« Dans une femme, la science est déplacée » [sic]
Ces mots, que l’on prête à Giacomo Casanova (1725-1798), reflètent l’un des préjugés les plus tenaces qui soit sur les capacités intellectuelles des femmes, à savoir que leur cerveau serait « inapte » à concevoir l’abstraction.

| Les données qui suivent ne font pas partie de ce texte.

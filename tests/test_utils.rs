#![allow(dead_code)]

use gradient_forge::commands::save_gradient;
use gradient_forge::{Gradient, Rgb};
use std::path::PathBuf;
use tempfile::TempDir;

pub const RED: Rgb = Rgb::new(255, 0, 0);
pub const YELLOW: Rgb = Rgb::new(255, 255, 0);
pub const GREEN: Rgb = Rgb::new(0, 255, 0);
pub const CYAN: Rgb = Rgb::new(0, 255, 255);
pub const BLUE: Rgb = Rgb::new(0, 0, 255);

/// Red at 0.0 to blue at 1.0
pub fn red_to_blue() -> Gradient {
    Gradient::from_stops([(0.0, RED), (1.0, BLUE)])
}

/// Red/yellow/green/cyan/blue at quarter positions, with the interior
/// colors scrambled so hue order differs from insertion order
pub fn scrambled_hues() -> Gradient {
    Gradient::from_stops([
        (0.0, RED),
        (0.25, CYAN),
        (0.5, YELLOW),
        (0.75, GREEN),
        (1.0, BLUE),
    ])
}

pub fn colors_of(gradient: &Gradient) -> Vec<Rgb> {
    gradient.color_stops().into_iter().map(|(_, c)| c).collect()
}

pub fn positions_of(gradient: &Gradient) -> Vec<f64> {
    gradient.color_stops().into_iter().map(|(p, _)| p).collect()
}

/// Writes gradient state files into a temporary directory
pub struct StateDir {
    pub dir: TempDir,
}

impl StateDir {
    pub fn new() -> Self {
        Self {
            dir: TempDir::new().expect("Failed to create temporary directory"),
        }
    }

    pub fn path(&self, name: &str) -> PathBuf {
        self.dir.path().join(name)
    }

    pub fn write(&self, name: &str, gradient: &Gradient) -> PathBuf {
        let path = self.path(name);
        save_gradient(gradient, &path).expect("Failed to write gradient state");
        path
    }
}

Au XIXe siècle encore, les femmes sont quasiment exclues du monde des sciences et des techniques au nom de leur soi-disant infériorité naturelle. Seules quelques intellectuelles de l’aristocratie éclairée – à l’image d’Ada Lovelace, pionnière de l’informatique – contribuent aux progrès et participent aux débats scientifiques. Mais, la plupart sont réduites à n’occuper que des postes ou à n’effectuer que des tâches subalternes. À la fin du siècle, les pays européens démocratisent l’accès à l’instruction et on observe, certes, une augmentation du nombre d’étudiantes et de chercheuses. Mais, les préjugés sexistes persistent, au point où l’on va longtemps encore dénigrer quasiment systématiquement chacune de leurs contributions. Raison pour laquelle, sans aucun doute, d’éminentes chercheuses sont presque tombées dans l’oubli : il en est ainsi de la Française Marthe Gautier (née en 1925), qui a découvert la trisomie 21, ou de la Britannique Jocelyn Bell Burnell (née en 1943), astrophysicienne du pulsar, scientifiques dont les découvertes sont la plupart du temps portées au crédit de leur entourage masculin. La minimisation, le déni voire la spoliation des découvertes des femmes de science a d’ailleurs été mis en lumière en 1993 par l’historienne américaine des sciences Margaret W. Rossiter. Elle lui a donné un nom, celui d’« effet Matilda ».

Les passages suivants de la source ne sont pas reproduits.